Posted on 13 Jan 2025 by James Devonshire

Chemical giant INEOS closed its last remaining synthetic ethanol production plant in the UK last week, citing high energy prices and high carbon taxes as primary reasons behind the decision.

The Grangemouth plant in Scotland, which was one of only two in Europe, began production more than 40 years ago. Since then, it has produced the equivalent of 25 billion bottles of Scottish Whisky. With a capacity of 180,000 tonnes per year, Grangemouth made enough synthetic ethanol each year to fill 90 Olympic sized swimming pools.

The UK, which used to be a major force in chemicals, employing a large and highly skilled workforce, has seen the closure of 10 large chemical complexes in the last five years alone and, in complete contrast to the USA, has not had one new chemical plant built for a generation.

Energy prices have doubled in the UK in the last five years and now stand five times higher than those in the USA. The UK cannot compete with such a huge disadvantage.

Ethanol, a synthetic alcohol which is essential for the manufacture of many pharmaceutical drugs, is necessary for many of the new blockbuster drugs. It will now be imported.

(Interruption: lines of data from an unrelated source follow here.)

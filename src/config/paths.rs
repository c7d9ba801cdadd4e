use std::path::Path;

const APP_DIR: &str = "matchday_relay";

/// Returns the platform-specific path for the config file.
///
/// Falls back to the current directory if the platform has no config directory.
pub fn get_config_path() -> String {
    dirs::config_dir()
        .unwrap_or_else(|| Path::new(".").to_path_buf())
        .join(APP_DIR)
        .join("config.toml")
        .to_string_lossy()
        .to_string()
}

/// Returns the platform-specific path for the log directory.
pub fn get_log_dir_path() -> String {
    dirs::config_dir()
        .unwrap_or_else(|| Path::new(".").to_path_buf())
        .join(APP_DIR)
        .join("logs")
        .to_string_lossy()
        .to_string()
}
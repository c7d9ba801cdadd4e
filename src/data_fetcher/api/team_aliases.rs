//! Arabic club names mapped to the English search terms the provider indexes

const ARABIC_TEAM_NAMES: &[(&str, &str)] = &[
    // Premier League
    ("أرسنال", "Arsenal"),
    ("مانشستر سيتي", "Manchester City"),
    ("مانشستر يونايتد", "Manchester United"),
    ("ليفربول", "Liverpool"),
    ("تشيلسي", "Chelsea"),
    ("توتنهام", "Tottenham"),
    ("برايتون", "Brighton"),
    ("كريستال بالاس", "Crystal Palace"),
    ("فولهام", "Fulham"),
    ("برينتفورد", "Brentford"),
    ("إيفرتون", "Everton"),
    ("ليدز يونايتد", "Leeds United"),
    ("وست هام يونايتد", "West Ham United"),
    ("أستون فيلا", "Aston Villa"),
    ("نيوكاسل يونايتد", "Newcastle United"),
    ("ولفرهامبتون", "Wolverhampton"),
    ("نوتنغهام فورست", "Nottingham Forest"),
    ("ساوثهامبتون", "Southampton"),
    ("ليستر سيتي", "Leicester City"),
    ("بورنموث", "Bournemouth"),
    // La Liga
    ("ريال مدريد", "Real Madrid"),
    ("برشلونة", "Barcelona"),
    ("أتلتيكو مدريد", "Atletico Madrid"),
    ("إشبيلية", "Sevilla"),
    ("ريال سوسيداد", "Real Sociedad"),
    ("فياريال", "Villarreal"),
    ("ريال بيتيس", "Real Betis"),
    ("أتلتيك بلباو", "Athletic Bilbao"),
    ("فالنسيا", "Valencia"),
    ("سيلتا فيغو", "Celta Vigo"),
    // Serie A
    ("يوفنتوس", "Juventus"),
    ("إنتر ميلان", "Inter"),
    ("ميلان", "Milan"),
    ("نابولي", "Napoli"),
    ("روما", "Roma"),
    ("لاسيو", "Lazio"),
    ("فيورنتينا", "Fiorentina"),
    ("أتالانتا", "Atalanta"),
    // Bundesliga
    ("بايرن ميونخ", "Bayern Munich"),
    ("بوروسيا دورتموند", "Borussia Dortmund"),
    ("لايبزيغ", "RB Leipzig"),
    ("باير ليفركوزن", "Bayer Leverkusen"),
    ("أينتراخت فرانكفورت", "Eintracht Frankfurt"),
    // Ligue 1
    ("باريس سان جيرمان", "Paris Saint Germain"),
    ("أولمبيك مارسيليا", "Marseille"),
    ("أولمبيك ليون", "Lyon"),
    ("موناكو", "Monaco"),
    ("ليل", "Lille"),
    // Egyptian Premier League
    ("الأهلي", "Al Ahly"),
    ("الزمالك", "Zamalek"),
    ("بيراميدز", "Pyramids"),
    ("إنبي", "ENPPI"),
    ("سموحة", "Smouha"),
    ("طلائع الجيش", "Al Talaei El Gaish"),
    ("المقاولون العرب", "Al Mokawloon Al Arab"),
    ("سيراميكا كليوباترا", "Ceramica Cleopatra"),
    ("الاتحاد السكندري", "Al Ittihad Alexandria"),
    ("غزل المحلة", "Ghazl El Mahalla"),
    // Saudi Pro League
    ("الهلال", "Al Hilal"),
    ("النصر", "Al Nassr"),
    ("الاتحاد", "Al Ittihad"),
    ("الأهلي السعودي", "Al Ahli Saudi"),
    ("الشباب", "Al Shabab"),
    ("التعاون", "Al Taawoun"),
    ("الفيحاء", "Al Fayha"),
    ("الرائد", "Al Raed"),
    ("الفتح", "Al Fateh"),
    ("الوحده", "Al Wehda"),
    ("الطائي", "Al Taee"),
    ("الجبلين", "Al Jabalain"),
    ("الخليج", "Al Khaleej"),
    ("حطين", "Hattin"),
    ("الرجاء", "Al-Rajaa"),
    ("الدرعيه", "Al-Duhail"),
];

/// Looks up the English search term for an Arabic club name.
///
/// Only exact names match; anything else is searched as typed.
pub fn english_name(query: &str) -> Option<&'static str> {
    ARABIC_TEAM_NAMES
        .iter()
        .find(|(arabic, _)| *arabic == query)
        .map(|(_, english)| *english)
}

/// The term actually sent to the provider for a user query
pub fn search_term(query: &str) -> &str {
    english_name(query).unwrap_or(query)
}
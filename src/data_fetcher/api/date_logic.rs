//! Date defaults, validation and season arithmetic

use chrono::{Datelike, NaiveDate, Utc};

use crate::error::AppError;

/// Month in which a new European football season is considered to start
pub const SEASON_START_MONTH: u32 = 7;

/// Today's date in UTC as `YYYY-MM-DD`, the format the provider expects.
pub fn today_utc() -> String {
    Utc::now().date_naive().format("%Y-%m-%d").to_string()
}

/// Resolves an optional `date` query value, defaulting to today (UTC).
///
/// A provided date must be a valid calendar date in `YYYY-MM-DD` form so that
/// garbage input never reaches the provider or the quota.
pub fn resolve_query_date(date: Option<&str>) -> Result<String, AppError> {
    match date.map(str::trim).filter(|d| !d.is_empty()) {
        None => Ok(today_utc()),
        Some(date) => {
            NaiveDate::parse_from_str(date, "%Y-%m-%d").map_err(|_| {
                AppError::bad_request(format!("Invalid date '{date}', expected YYYY-MM-DD"))
            })?;
            Ok(date.to_string())
        }
    }
}

/// The provider labels a season by its starting year: a 2025/26 season is
/// `2025`. Dates before July belong to the season that started last year.
pub fn season_for_date(date: NaiveDate) -> i32 {
    if date.month() >= SEASON_START_MONTH {
        date.year()
    } else {
        date.year() - 1
    }
}

/// Season of today's date (UTC)
pub fn current_season() -> i32 {
    season_for_date(Utc::now().date_naive())
}

#[cfg(test)]
mod tests {
    use super::*;

    fn date(y: i32, m: u32, d: u32) -> NaiveDate {
        NaiveDate::from_ymd_opt(y, m, d).unwrap()
    }

    #[test]
    fn test_season_for_date() {
        assert_eq!(season_for_date(date(2025, 8, 16)), 2025);
        assert_eq!(season_for_date(date(2026, 3, 1)), 2025);
        assert_eq!(season_for_date(date(2026, 6, 30)), 2025);
        assert_eq!(season_for_date(date(2026, 7, 1)), 2026);
    }

    #[test]
    fn test_resolve_query_date_defaults_to_today() {
        let today = resolve_query_date(None).unwrap();
        assert_eq!(today, today_utc());
        assert_eq!(resolve_query_date(Some("  ")).unwrap(), today_utc());
    }

    #[test]
    fn test_resolve_query_date_validates_format() {
        assert_eq!(resolve_query_date(Some("2024-01-15")).unwrap(), "2024-01-15");
        assert!(matches!(
            resolve_query_date(Some("2024-13-01")),
            Err(AppError::BadRequest(_))
        ));
        assert!(matches!(
            resolve_query_date(Some("15/01/2024")),
            Err(AppError::BadRequest(_))
        ));
    }

    #[test]
    fn test_today_format() {
        let today = today_utc();
        assert_eq!(today.len(), 10);
        assert!(NaiveDate::parse_from_str(&today, "%Y-%m-%d").is_ok());
    }
}
//! Application-wide constants and configuration values
//!
//! This module centralizes all magic numbers and configuration constants
//! to improve maintainability and make the codebase more configurable.

/// Default timeout for HTTP requests in seconds
pub const DEFAULT_HTTP_TIMEOUT_SECONDS: u64 = 30;

/// Maximum number of idle connections per host in the HTTP client pool
pub const HTTP_POOL_MAX_IDLE_PER_HOST: usize = 16;

/// Default upstream fixtures API
pub const DEFAULT_API_BASE_URL: &str = "https://v3.football.api-sports.io";

/// Default listening port for the client-facing HTTP surface
pub const DEFAULT_PORT: u16 = 3001;

/// Header carrying the upstream API key
pub const API_KEY_HEADER: &str = "x-apisports-key";

/// Header honored for quota bypass (loopback + configured token only)
pub const QUOTA_BYPASS_HEADER: &str = "x-quota-bypass";

/// Default log file name
pub const LOG_FILE_NAME: &str = "matchday_relay.log";

/// Cache TTL (Time To Live) values in seconds
pub mod cache_ttl {
    /// Per-fixture detail: events, lineups, live statistics (2 minutes)
    pub const VOLATILE_SECONDS: u64 = 120;

    /// Fixture lists by date and other list endpoints (10 minutes)
    pub const FIXTURE_LIST_SECONDS: u64 = 600;

    /// Mostly-static team metadata (7 days)
    pub const TEAM_METADATA_SECONDS: u64 = 7 * 24 * 60 * 60;

    /// Interval between sweeps of expired cache entries
    pub const SWEEP_INTERVAL_SECONDS: u64 = 60;

    /// Default LRU cap per cache pool
    pub const DEFAULT_CAPACITY: usize = 1000;
}

/// Upstream quota defaults (the provider's published ceiling)
pub mod rate_limit {
    /// Requests admitted per window
    pub const DEFAULT_REQUESTS: u32 = 8;

    /// Window length in seconds
    pub const DEFAULT_WINDOW_SECONDS: u64 = 60;
}

/// Notification job tuning
pub mod notify {
    /// Default interval between notification scans (2 minutes)
    pub const DEFAULT_INTERVAL_SECONDS: u64 = 120;

    /// Delay before the first scan after startup
    pub const INITIAL_DELAY_SECONDS: u64 = 5;

    /// Maximum concurrent push deliveries per dispatch
    pub const MAX_CONCURRENT_DELIVERIES: usize = 8;

    /// Capacity of the failed-delivery retry buffer
    pub const RETRY_BUFFER_CAPACITY: usize = 256;

    /// Time-to-live handed to the push service, in seconds
    pub const PUSH_TTL_SECONDS: u32 = 3600;

    /// Default VAPID subject claim
    pub const DEFAULT_VAPID_SUBJECT: &str = "mailto:matchday@localhost";
}

/// Team search tuning
pub mod search {
    /// Queries shorter than this return an empty list without an upstream call
    pub const MIN_QUERY_CHARS: usize = 3;
}

/// Team schedule fallback tuning
pub mod schedule {
    /// Upcoming fixtures requested when the season lookup is empty
    pub const NEXT_FIXTURES: u32 = 10;

    /// Recent fixtures requested as the last resort
    pub const LAST_FIXTURES: u32 = 15;
}

/// Environment variable names
pub mod env_vars {
    /// Upstream API key (required)
    pub const API_KEY: &str = "FOOTBALL_API_KEY";

    /// VAPID public key, base64url
    pub const VAPID_PUBLIC_KEY: &str = "VAPID_PUBLIC_KEY";

    /// VAPID private key, base64url
    pub const VAPID_PRIVATE_KEY: &str = "VAPID_PRIVATE_KEY";

    /// VAPID subject (mailto: or https: URL)
    pub const VAPID_SUBJECT: &str = "VAPID_SUBJECT";

    /// Listening port
    pub const PORT: &str = "PORT";

    /// Upstream base URL override
    pub const API_BASE_URL: &str = "MATCHDAY_API_BASE_URL";

    /// HTTP timeout override in seconds
    pub const HTTP_TIMEOUT: &str = "MATCHDAY_HTTP_TIMEOUT";

    /// Notification scan interval override in seconds
    pub const NOTIFY_INTERVAL: &str = "MATCHDAY_NOTIFY_INTERVAL";

    /// Secret token enabling quota bypass for loopback callers
    pub const QUOTA_BYPASS_TOKEN: &str = "MATCHDAY_QUOTA_BYPASS_TOKEN";

    /// Log file path override
    pub const LOG_FILE: &str = "MATCHDAY_LOG_FILE";
}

INEOS says that all affected direct employees associated with its synthetic ethanol plant operations will be redeployed across the chemicals business at Grangemouth. However, this will still result in a net job loss of 80 roles at Grangemouth, with a further impact of more than 500 indirect roles in the wider economy.

The company is calling upon the UK Government to take urgent action and act in the interests of UK manufacturing.

Sir Jim Ratcliffe, Chairman of INEOS said: “De-industrialising Britain achieves nothing for the environment. It merely shifts production and emissions elsewhere. The UK, and particularly the North, needs high quality manufacturing and the associated manufacturing jobs. We are witnessing the extinction of one of our major industries as chemical manufacture has the life squeezed out of it.”